La question cruciale reste, encore une fois, et quelle que soit la place du concours, l’articulation à trouver entre recrutement et formation initiale pour éviter aux étudiants et aux formateurs de subir un cahier des charges impossible à tenir. Ce qui est donné à lire dans les maquettes indique malheureusement que le concours continue à se penser indépendamment des compétences professionnelles à mobiliser pour devenir enseignant.e.
La CFDT Education Formation Recherche publiques revendique une forte restructuration des concours dans le cadre de la réforme.

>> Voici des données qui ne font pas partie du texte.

//! Hazard-constrained shortest path search.
//!
//! Uniform-cost search where cells inside an active hazard zone are never
//! entered, and every other cell carries an inverse-distance penalty that
//! pushes the path away from nearby zone boundaries.

use crate::error::{RouteFailure, RouteResult};
use crate::grid::GridIndex;
use crate::hazards::HazardCatalog;
use crate::models::{Coordinate, HazardQuery, TravelMode};
use crate::route_engine::{
    build_outcome, limit_reached, OpenSet, RouteEngineConfig, SearchArena, SearchOutcome,
};
use crate::spatial::travel_minutes;

/// Repulsion cost for a point `distance_m` from the nearest active boundary.
///
/// Zero when no zone is active (infinite distance).
pub fn repulsion_penalty(weight: f64, distance_m: f64) -> f64 {
    if !distance_m.is_finite() {
        return 0.0;
    }
    weight / (distance_m.max(0.0) + 1.0)
}

#[derive(Debug, Clone, Copy)]
enum CellHazard {
    Blocked,
    Open { penalty: f64 },
}

/// Lazily filled per-search view of the hazard catalog, one slot per cell.
struct HazardField<'a> {
    grid: &'a GridIndex,
    hazards: &'a HazardCatalog,
    query: &'a HazardQuery,
    weight: f64,
    cells: Vec<Option<CellHazard>>,
}

impl<'a> HazardField<'a> {
    fn new(
        grid: &'a GridIndex,
        hazards: &'a HazardCatalog,
        query: &'a HazardQuery,
        weight: f64,
    ) -> Self {
        Self {
            grid,
            hazards,
            query,
            weight,
            cells: vec![None; grid.cell_count()],
        }
    }

    fn get(&mut self, index: usize) -> CellHazard {
        if let Some(state) = self.cells[index] {
            return state;
        }
        let point = self.grid.to_coordinate(&self.grid.cell_at(index));
        let state = if self.hazards.is_inside_any_active_zone(&point, self.query) {
            CellHazard::Blocked
        } else {
            let distance_m = self
                .hazards
                .min_distance_to_active_hazard_m(&point, self.query);
            CellHazard::Open {
                penalty: repulsion_penalty(self.weight, distance_m),
            }
        };
        self.cells[index] = Some(state);
        state
    }
}

/// Reject endpoints that sit in an active zone, either directly or once
/// snapped to their cell centre.
fn check_endpoint(
    grid: &GridIndex,
    hazards: &HazardCatalog,
    point: &Coordinate,
    query: &HazardQuery,
) -> Option<String> {
    let snapped = grid.to_coordinate(&grid.to_cell(point));
    hazards
        .active_zone_containing(point, query)
        .or_else(|| hazards.active_zone_containing(&snapped, query))
        .map(|zone| zone.name.clone())
}

/// Re-check every waypoint of a finished path against the active zones.
pub fn verify_path_clear(
    waypoints: &[Coordinate],
    hazards: &HazardCatalog,
    query: &HazardQuery,
) -> RouteResult<()> {
    for (index, point) in waypoints.iter().enumerate() {
        if let Some(zone) = hazards.active_zone_containing(point, query) {
            return Err(RouteFailure::InternalInconsistency {
                index,
                zone: zone.name.clone(),
            });
        }
    }
    Ok(())
}

/// Minimum (time + repulsion) path that never enters an active hazard zone.
pub fn find_safe_path(
    grid: &GridIndex,
    hazards: &HazardCatalog,
    start: &Coordinate,
    end: &Coordinate,
    mode: TravelMode,
    query: &HazardQuery,
    config: &RouteEngineConfig,
) -> RouteResult<SearchOutcome> {
    if let Some(zone) = check_endpoint(grid, hazards, start, query) {
        tracing::debug!(zone = %zone, "safe route rejected: start in hazard");
        return Err(RouteFailure::StartInHazard { zone });
    }
    if let Some(zone) = check_endpoint(grid, hazards, end, query) {
        tracing::debug!(zone = %zone, "safe route rejected: end in hazard");
        return Err(RouteFailure::EndInHazard { zone });
    }

    let speed = config.speed_kmh(mode);
    let start_index = grid.flat_index(&grid.to_cell(start));
    let end_index = grid.flat_index(&grid.to_cell(end));

    let mut field = HazardField::new(grid, hazards, query, config.repulsion_weight);
    let mut arena = SearchArena::new(grid);
    let mut open_set = OpenSet::default();
    arena.relax(start_index, 0.0, 0.0, None);
    open_set.push(start_index, 0.0, 0.0);

    let mut cells_expanded = 0usize;
    let mut reached = false;

    while let Some(current) = open_set.pop() {
        if arena.is_closed(current.index) {
            continue;
        }
        let best = arena.g_cost(current.index);
        if current.g_score.0 > best {
            continue;
        }

        cells_expanded += 1;
        arena.close(current.index);
        if current.index == end_index {
            reached = true;
            break;
        }
        if limit_reached(config, cells_expanded) {
            tracing::debug!(cells_expanded, "safe path search hit expansion limit");
            return Err(RouteFailure::SearchLimitExceeded {
                expanded: cells_expanded - 1,
            });
        }

        let cell = grid.cell_at(current.index);
        let point = grid.to_coordinate(&cell);

        for neighbor in grid.neighbors(&cell) {
            let next_index = grid.flat_index(&neighbor);
            if arena.is_closed(next_index) {
                continue;
            }
            let penalty = match field.get(next_index) {
                CellHazard::Blocked => continue,
                CellHazard::Open { penalty } => penalty,
            };
            let next_point = grid.to_coordinate(&neighbor);
            let step = travel_minutes(point.distance_km(&next_point), speed) + penalty;
            let tentative = best + step;
            if arena.relax(next_index, tentative, 0.0, Some(current.index)) {
                open_set.push(next_index, tentative, tentative);
            }
        }
    }

    if !reached {
        tracing::debug!(cells_expanded, "no secure route found");
        return Err(RouteFailure::NoPathFound);
    }

    let outcome = build_outcome(grid, &arena, end_index, cells_expanded);
    let verified = verify_path_clear(&outcome.waypoints, hazards, query);
    debug_assert!(
        verified.is_ok(),
        "safe path entered an active hazard zone: {verified:?}"
    );
    if let Err(failure) = verified {
        tracing::error!(%failure, "safe path failed hazard verification");
        return Err(failure);
    }

    tracing::debug!(
        mode = %mode,
        cells_expanded,
        path_cells = outcome.cells.len(),
        "safe path found"
    );
    Ok(outcome)
}

#[cfg(test)]
mod tests {
    use super::*;
    use crate::models::{GeoBounds, HazardCategory, HazardZone};
    use crate::route_engine::find_fastest_path;

    fn small_grid() -> GridIndex {
        GridIndex::new(
            GeoBounds {
                min_lat: 13.00,
                max_lat: 13.05,
                min_lon: 80.20,
                max_lon: 80.25,
            },
            0.005,
        )
    }

    fn flood(name: &str, lat: f64, lon: f64, radius_m: f64) -> HazardZone {
        HazardZone::new(
            name,
            Coordinate::new(lat, lon),
            radius_m,
            HazardCategory::FloodProne,
        )
    }

    #[test]
    fn penalty_shrinks_with_distance() {
        assert_eq!(repulsion_penalty(1000.0, f64::INFINITY), 0.0);
        assert_eq!(repulsion_penalty(1000.0, 0.0), 1000.0);
        assert!(repulsion_penalty(1000.0, 100.0) > repulsion_penalty(1000.0, 1000.0));
    }

    #[test]
    fn path_goes_around_blocking_zone() {
        let grid = small_grid();
        let catalog = HazardCatalog::new(vec![flood("pond", 13.0225, 80.2225, 800.0)]);
        let start = Coordinate::new(13.0225, 80.2025);
        let end = Coordinate::new(13.0225, 80.2475);
        let outcome = find_safe_path(
            &grid,
            &catalog,
            &start,
            &end,
            TravelMode::Walk,
            &HazardQuery::ALL,
            &RouteEngineConfig::default(),
        )
        .expect("a detour exists");
        assert!(verify_path_clear(&outcome.waypoints, &catalog, &HazardQuery::ALL).is_ok());
        assert_eq!(outcome.cells.first(), Some(&grid.to_cell(&start)));
        assert_eq!(outcome.cells.last(), Some(&grid.to_cell(&end)));
        for pair in outcome.cells.windows(2) {
            let dr = pair[0].row.abs_diff(pair[1].row);
            let dc = pair[0].col.abs_diff(pair[1].col);
            assert!(dr <= 1 && dc <= 1 && dr + dc > 0, "non-adjacent step {pair:?}");
        }
    }

    #[test]
    fn wall_of_zones_disconnects_grid() {
        let grid = small_grid();
        // A north-south band across the whole grid.
        let wall = (0..12)
            .map(|i| flood("wall", 13.0 + i as f64 * 0.005, 80.2225, 700.0))
            .collect();
        let catalog = HazardCatalog::new(wall);
        let result = find_safe_path(
            &grid,
            &catalog,
            &Coordinate::new(13.0225, 80.2025),
            &Coordinate::new(13.0225, 80.2475),
            TravelMode::Car,
            &HazardQuery::ALL,
            &RouteEngineConfig::default(),
        );
        assert_eq!(result, Err(RouteFailure::NoPathFound));
    }

    #[test]
    fn endpoints_inside_zones_are_rejected() {
        let grid = small_grid();
        let catalog = HazardCatalog::new(vec![
            HazardZone::scored("hotspot", Coordinate::new(13.0025, 80.2025), 300.0, 9),
            flood("basin", 13.0475, 80.2475, 300.0),
        ]);
        let config = RouteEngineConfig::default();
        let start_blocked = find_safe_path(
            &grid,
            &catalog,
            &Coordinate::new(13.0025, 80.2025),
            &Coordinate::new(13.0225, 80.2225),
            TravelMode::Car,
            &HazardQuery::NONE,
            &config,
        );
        assert_eq!(
            start_blocked,
            Err(RouteFailure::StartInHazard {
                zone: "hotspot".to_string()
            })
        );

        let end_blocked = find_safe_path(
            &grid,
            &catalog,
            &Coordinate::new(13.0225, 80.2225),
            &Coordinate::new(13.0475, 80.2475),
            TravelMode::Car,
            &HazardQuery::ALL,
            &config,
        );
        assert_eq!(
            end_blocked,
            Err(RouteFailure::EndInHazard {
                zone: "basin".to_string()
            })
        );

        // Flood toggle off: the basin no longer matters.
        let allowed = find_safe_path(
            &grid,
            &catalog,
            &Coordinate::new(13.0225, 80.2225),
            &Coordinate::new(13.0475, 80.2475),
            TravelMode::Car,
            &HazardQuery::NONE,
            &config,
        );
        assert!(allowed.is_ok());
    }

    #[test]
    fn matches_fastest_cost_without_hazards() {
        let grid = small_grid();
        let empty = HazardCatalog::empty();
        let config = RouteEngineConfig::default();
        let start = Coordinate::new(13.0025, 80.2025);
        let end = Coordinate::new(13.0475, 80.2325);
        let safe = find_safe_path(
            &grid,
            &empty,
            &start,
            &end,
            TravelMode::Bike,
            &HazardQuery::ALL,
            &config,
        )
        .unwrap();
        let fastest = find_fastest_path(
            &grid,
            &empty,
            &start,
            &end,
            TravelMode::Bike,
            &HazardQuery::ALL,
            &config,
        )
        .unwrap();
        let time = |points: &[Coordinate]| {
            points
                .windows(2)
                .map(|w| travel_minutes(w[0].distance_km(&w[1]), config.bike_speed_kmh))
                .sum::<f64>()
        };
        assert!((time(&safe.waypoints) - time(&fastest.waypoints)).abs() < 1e-6);
    }

    #[test]
    fn verification_reports_offending_waypoint() {
        let catalog = HazardCatalog::new(vec![flood("lake", 13.02, 80.22, 200.0)]);
        let path = [
            Coordinate::new(13.00, 80.20),
            Coordinate::new(13.02, 80.22),
            Coordinate::new(13.04, 80.24),
        ];
        assert_eq!(
            verify_path_clear(&path, &catalog, &HazardQuery::ALL),
            Err(RouteFailure::InternalInconsistency {
                index: 1,
                zone: "lake".to_string()
            })
        );
        assert!(verify_path_clear(&path, &catalog, &HazardQuery::NONE).is_ok());
    }

    #[test]
    fn expansion_limit_applies() {
        let grid = small_grid();
        let config = RouteEngineConfig {
            max_expansions: Some(5),
            ..RouteEngineConfig::default()
        };
        let result = find_safe_path(
            &grid,
            &HazardCatalog::empty(),
            &Coordinate::new(13.0025, 80.2025),
            &Coordinate::new(13.0475, 80.2475),
            TravelMode::Walk,
            &HazardQuery::NONE,
            &config,
        );
        assert_eq!(
            result,
            Err(RouteFailure::SearchLimitExceeded { expanded: 5 })
        );
    }
}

Avec la mastérisation de la formation initiale des enseignant.es et des CPE depuis 2010 mais aussi depuis la montée en puissance de la préprofessionnalisation dès la licence, les concours de recrutement ne sont plus la première étape de l’entrée des lauréats dans le métier. En revanche, ils continuent à garantir l’ancrage indispensable des différents métiers de l’éducation nationale au sein de la fonction publique.
Il est primordial que les futures épreuves des concours tiennent compte d’un double principe de réalité : d’une part, nécessité par l’état employeur de recruter des futurs agents du service public d’éducation parfaitement au clair sur leurs futures missions ; d’autre part, l’ aspiration des candidats à mettre leurs compétences au service de l’école. A ce titre, les épreuves doivent être en nombre limité, professionnalisantes, adaptées aux enjeux du métier d’enseignant et qu’elles tiennent compte, aussi, de l’évolution sociologique des candidats.
Des épreuves d’un autre âge comme elles apparaissent dans les projets communiqués font redouter le pire sur l’état de santé d’une institution que de nombreuses femmes et de nombreux hommes ont encore envie de servir.
Ces « maquettes génériques » manquent terriblement d’ambition et marquent le clap de fin d’une époque révolue.
Si les concours sont les totems de chaque réforme, la CFDT Education Formation Recherche publiques n’a pas de tabous à les faire évoluer pour les adapter à une ère nouvelle et à des besoins nouveaux.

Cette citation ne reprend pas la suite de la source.